WORK TASK = Begin at the line containing "for one document." in the data below and go on through the line containing "lines.extend(label.lines());", repeating each line exactly; include both ends and no other line.
╭─ MATERIAL FOR THIS TASK
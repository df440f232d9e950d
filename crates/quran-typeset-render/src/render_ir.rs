use core::fmt;

use serde::{Deserialize, Serialize};

use crate::shaping::{Direction, Glyph};

type LayerCommandIter<'a> =
    core::iter::Chain<core::slice::Iter<'a, DrawCommand>, core::slice::Iter<'a, DrawCommand>>;

/// Iterator over a page's content then chrome commands.
pub struct MergedCommandIter<'a>(LayerCommandIter<'a>);

impl<'a> Iterator for MergedCommandIter<'a> {
    type Item = &'a DrawCommand;

    fn next(&mut self) -> Option<Self::Item> {
        self.0.next()
    }

    fn size_hint(&self) -> (usize, Option<usize>) {
        self.0.size_hint()
    }
}

/// Page represented as backend-agnostic draw commands.
#[derive(Clone, Debug, Default, PartialEq, Serialize, Deserialize)]
pub struct RenderPage {
    /// 1-based page number.
    pub page_number: usize,
    /// Text and heading frames.
    pub content_commands: Vec<DrawCommand>,
    /// Page number and decorations.
    pub chrome_commands: Vec<DrawCommand>,
    /// Structured non-draw annotations associated with this page.
    pub annotations: Vec<PageAnnotation>,
}

impl RenderPage {
    const INITIAL_CONTENT_COMMAND_CAPACITY: usize = 64;
    const INITIAL_CHROME_COMMAND_CAPACITY: usize = 3;

    /// Create an empty page.
    pub fn new(page_number: usize) -> Self {
        Self {
            page_number,
            // Blank pages stay allocation-free.
            content_commands: Vec::with_capacity(0),
            chrome_commands: Vec::with_capacity(0),
            annotations: Vec::with_capacity(0),
        }
    }

    /// Push a content-layer command.
    pub fn push_content_command(&mut self, cmd: DrawCommand) {
        if self.content_commands.capacity() == 0 {
            self.content_commands
                .reserve(Self::INITIAL_CONTENT_COMMAND_CAPACITY);
        }
        self.content_commands.push(cmd);
    }

    /// Push a chrome-layer command.
    pub fn push_chrome_command(&mut self, cmd: DrawCommand) {
        if self.chrome_commands.capacity() == 0 {
            self.chrome_commands
                .reserve(Self::INITIAL_CHROME_COMMAND_CAPACITY);
        }
        self.chrome_commands.push(cmd);
    }

    pub fn push_annotation(&mut self, annotation: PageAnnotation) {
        self.annotations.push(annotation);
    }

    /// Number of commands across both layers.
    pub fn merged_commands_len(&self) -> usize {
        self.content_commands.len() + self.chrome_commands.len()
    }

    /// Iterate content then chrome commands without allocating.
    pub fn merged_commands_iter(&self) -> MergedCommandIter<'_> {
        MergedCommandIter(
            self.content_commands
                .iter()
                .chain(self.chrome_commands.iter()),
        )
    }

    /// True when nothing is drawn on the page.
    pub fn is_blank(&self) -> bool {
        self.merged_commands_len() == 0
    }
}

/// Structured page annotation.
#[derive(Clone, Debug, PartialEq, Eq, Serialize, Deserialize)]
pub struct PageAnnotation {
    /// Stable annotation kind/tag.
    pub kind: PageAnnotationKind,
    /// Optional annotation payload.
    pub value: Option<String>,
}

/// Structured page annotation kind.
#[derive(Clone, Debug, PartialEq, Eq, Hash, Serialize, Deserialize)]
#[serde(from = "String", into = "String")]
pub enum PageAnnotationKind {
    /// Quarter, group or part boundary.
    Quarter,
    /// Prostration verse.
    Prostration,
    /// Forward-compatible fallback for unknown tags.
    Unknown(String),
}

impl PageAnnotationKind {
    /// Canonical string form used by persisted payloads.
    pub fn as_str(&self) -> &str {
        match self {
            Self::Quarter => "quarter",
            Self::Prostration => "prostration",
            Self::Unknown(value) => value.as_str(),
        }
    }
}

impl From<&str> for PageAnnotationKind {
    fn from(value: &str) -> Self {
        match value {
            "quarter" => Self::Quarter,
            "prostration" => Self::Prostration,
            _ => Self::Unknown(value.to_string()),
        }
    }
}

impl From<String> for PageAnnotationKind {
    fn from(value: String) -> Self {
        match value.as_str() {
            "quarter" => Self::Quarter,
            "prostration" => Self::Prostration,
            _ => Self::Unknown(value),
        }
    }
}

impl From<PageAnnotationKind> for String {
    fn from(value: PageAnnotationKind) -> Self {
        match value {
            PageAnnotationKind::Unknown(value) => value,
            known => known.as_str().to_string(),
        }
    }
}

impl PartialEq<&str> for PageAnnotationKind {
    fn eq(&self, other: &&str) -> bool {
        self.as_str() == *other
    }
}

impl fmt::Display for PageAnnotationKind {
    fn fmt(&self, f: &mut fmt::Formatter<'_>) -> fmt::Result {
        f.write_str(self.as_str())
    }
}

/// Point in page coordinates (origin top-left, y down).
#[derive(Clone, Copy, Debug, Default, PartialEq, Serialize, Deserialize)]
pub struct Point {
    pub x: f64,
    pub y: f64,
}

impl Point {
    pub const fn new(x: f64, y: f64) -> Self {
        Self { x, y }
    }
}

/// Axis-aligned rectangle.
#[derive(Clone, Copy, Debug, Default, PartialEq, Serialize, Deserialize)]
pub struct Rect {
    /// Left x.
    pub x: f64,
    /// Top y.
    pub y: f64,
    pub width: f64,
    pub height: f64,
}

impl Rect {
    pub const fn new(x: f64, y: f64, width: f64, height: f64) -> Self {
        Self {
            x,
            y,
            width,
            height,
        }
    }

    /// Grow (positive) or shrink (negative) on every side.
    pub fn outset(&self, by: f64) -> Self {
        Self {
            x: self.x - by,
            y: self.y - by,
            width: self.width + by * 2.0,
            height: self.height + by * 2.0,
        }
    }
}

/// Layout output commands.
#[derive(Clone, Debug, PartialEq, Serialize, Deserialize)]
pub enum DrawCommand {
    /// Draw a shaped glyph run.
    Glyphs(GlyphRunCommand),
    /// Stroke a rectangle outline.
    Rule(RuleCommand),
}

/// Glyph run draw command.
#[derive(Clone, Debug, PartialEq, Serialize, Deserialize)]
pub struct GlyphRunCommand {
    /// Left edge of the run.
    pub x: f64,
    /// Baseline y.
    pub baseline_y: f64,
    /// Scale relative to the body size.
    pub scale: f64,
    /// Source text of the run.
    pub text: String,
    pub direction: Direction,
    /// Glyphs in visual order.
    pub glyphs: Vec<Glyph>,
}

/// Rectangle outline command.
#[derive(Clone, Copy, Debug, PartialEq, Serialize, Deserialize)]
pub struct RuleCommand {
    pub rect: Rect,
    pub line_width: f64,
}

/// Whole typeset document: fixed page size plus pages in order.
#[derive(Clone, Debug, Default, PartialEq, Serialize, Deserialize)]
pub struct PageDocument {
    pub page_width: f64,
    pub page_height: f64,
    pub pages: Vec<RenderPage>,
}

#[cfg(test)]
mod tests {
    use super::{DrawCommand, PageAnnotationKind, Rect, RenderPage, RuleCommand};

    #[test]
    fn page_annotation_kind_maps_known_tags() {
        assert_eq!(
            PageAnnotationKind::from("quarter"),
            PageAnnotationKind::Quarter
        );
        assert_eq!(
            PageAnnotationKind::from("prostration"),
            PageAnnotationKind::Prostration
        );
        assert_eq!(String::from(PageAnnotationKind::Quarter), "quarter");
    }

    #[test]
    fn page_annotation_kind_preserves_unknown_tags() {
        let kind = PageAnnotationKind::from("custom_annotation");
        assert_eq!(
            kind,
            PageAnnotationKind::Unknown("custom_annotation".to_string())
        );
        assert_eq!(kind, "custom_annotation");
        assert_eq!(kind.to_string(), "custom_annotation");
    }

    #[test]
    fn render_page_merged_commands_iter_reads_both_layers() {
        let mut page = RenderPage::new(1);
        assert!(page.is_blank());
        page.push_content_command(DrawCommand::Rule(RuleCommand {
            rect: Rect::new(0.0, 0.0, 10.0, 5.0),
            line_width: 0.5,
        }));
        page.push_chrome_command(DrawCommand::Rule(RuleCommand {
            rect: Rect::new(1.0, 1.0, 8.0, 3.0),
            line_width: 1.0,
        }));
        assert_eq!(page.merged_commands_len(), 2);
        assert_eq!(page.merged_commands_iter().count(), 2);
        assert!(!page.is_blank());
    }

    #[test]
    fn render_page_new_defers_vector_allocations() {
        let page = RenderPage::new(1);
        assert_eq!(page.content_commands.capacity(), 0);
        assert_eq!(page.chrome_commands.capacity(), 0);
        assert_eq!(page.annotations.capacity(), 0);
    }

    #[test]
    fn outset_grows_every_side() {
        let rect = Rect::new(10.0, 20.0, 30.0, 40.0).outset(5.0);
        assert_eq!(rect, Rect::new(5.0, 15.0, 40.0, 50.0));
    }

    #[test]
    fn annotation_kind_serializes_as_tag() {
        let json = serde_json::to_string(&PageAnnotationKind::Prostration).expect("serialize");
        assert_eq!(json, "\"prostration\"");
        let back: PageAnnotationKind = serde_json::from_str("\"other\"").expect("deserialize");
        assert_eq!(back, PageAnnotationKind::Unknown("other".to_string()));
    }
}
//! Quarter, group (hizb) and part (juz) labels for the page margin.
//!
//! The text is divided into 240 quarters; four quarters make a group and two
//! groups make a part. Quarter markers in the text are counted in drawing
//! order and the running count decides which label a marked line gets.

use quran_typeset::format_number;
use serde::{Deserialize, Serialize};

const QUARTER_WORDS: [&str; 3] = ["ربع", "نصف", "ثلاثة أرباع"];
const GROUP_WORD: &str = "حزب";
const OF_GROUP_WORD: &str = "الحزب";
const PART_WORD: &str = "جزء";
const PROSTRATION_WORD: &str = "سجدة";

/// Label derived from one counter value.
#[derive(Clone, Copy, Debug, PartialEq, Eq, Serialize, Deserialize)]
pub enum QuarterLabel {
    /// `quarters` fourths into the current group (1..=3).
    Quarter { quarters: u8 },
    /// Start of a group.
    Group { group: usize },
    /// Start of a group that also starts a part.
    GroupAndPart { group: usize, part: usize },
}

impl QuarterLabel {
    pub fn for_counter(counter: usize) -> Self {
        match counter % 4 {
            0 if counter % 8 == 0 => Self::GroupAndPart {
                group: counter / 4,
                part: counter / 8 + 1,
            },
            0 => Self::Group {
                group: counter / 4,
            },
            quarters => Self::Quarter {
                quarters: quarters as u8,
            },
        }
    }

    /// Margin text, one entry per note line.
    pub fn lines(&self) -> Vec<String> {
        match *self {
            Self::Quarter { quarters } => {
                let word = QUARTER_WORDS[usize::from(quarters.clamp(1, 3)) - 1];
                vec![word.to_string(), OF_GROUP_WORD.to_string()]
            }
            Self::Group { group } => vec![GROUP_WORD.to_string(), format_number(group)],
            Self::GroupAndPart { group, part } => vec![
                format!("{} {}", GROUP_WORD, format_number(group)),
                format!("{} {}", PART_WORD, format_number(part)),
            ],
        }
    }
}

/// Running quarter counter for one document.
///
/// Starts at 1 and advances once per quarter-marked line, in page order.
#[derive(Clone, Debug, PartialEq, Eq)]
pub struct QuarterTracker {
    counter: usize,
}

impl Default for QuarterTracker {
    fn default() -> Self {
        Self { counter: 1 }
    }
}

impl QuarterTracker {
    pub fn new() -> Self {
        Self::default()
    }

    /// Value the next marker will be labelled with.
    pub fn counter(&self) -> usize {
        self.counter
    }

    /// Label the current marker, then advance.
    pub fn advance(&mut self) -> QuarterLabel {
        let label = QuarterLabel::for_counter(self.counter);
        self.counter += 1;
        label
    }
}

/// Text drawn in the outer margin beside a marked line.
#[derive(Clone, Debug, Default, PartialEq, Eq, Serialize, Deserialize)]
pub struct MarginNote {
    pub quarter: Option<QuarterLabel>,
    pub prostration: bool,
}

impl MarginNote {
    pub fn is_empty(&self) -> bool {
        self.quarter.is_none() && !self.prostration
    }

    /// Note lines, top to bottom.
    pub fn lines(&self) -> Vec<String> {
        let mut lines = Vec::with_capacity(3);
        if self.prostration {
            lines.push(PROSTRATION_WORD.to_string());
        }
        if let Some(label) = &self.quarter {
            lines.extend(label.lines());
        }
        lines
    }
}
╰─
ANSWER FOR THE TASK =
/// Running quarter counter for one document.
///
/// Starts at 1 and advances once per quarter-marked line, in page order.
#[derive(Clone, Debug, PartialEq, Eq)]
pub struct QuarterTracker {
    counter: usize,
}

impl Default for QuarterTracker {
    fn default() -> Self {
        Self { counter: 1 }
    }
}

impl QuarterTracker {
    pub fn new() -> Self {
        Self::default()
    }

    /// Value the next marker will be labelled with.
    pub fn counter(&self) -> usize {
        self.counter
    }

    /// Label the current marker, then advance.
    pub fn advance(&mut self) -> QuarterLabel {
        let label = QuarterLabel::for_counter(self.counter);
        self.counter += 1;
        label
    }
}

/// Text drawn in the outer margin beside a marked line.
#[derive(Clone, Debug, Default, PartialEq, Eq, Serialize, Deserialize)]
pub struct MarginNote {
    pub quarter: Option<QuarterLabel>,
    pub prostration: bool,
}

impl MarginNote {
    pub fn is_empty(&self) -> bool {
        self.quarter.is_none() && !self.prostration
    }

    /// Note lines, top to bottom.
    pub fn lines(&self) -> Vec<String> {
        let mut lines = Vec::with_capacity(3);
        if self.prostration {
            lines.push(PROSTRATION_WORD.to_string());
        }
        if let Some(label) = &self.quarter {
            lines.extend(label.lines());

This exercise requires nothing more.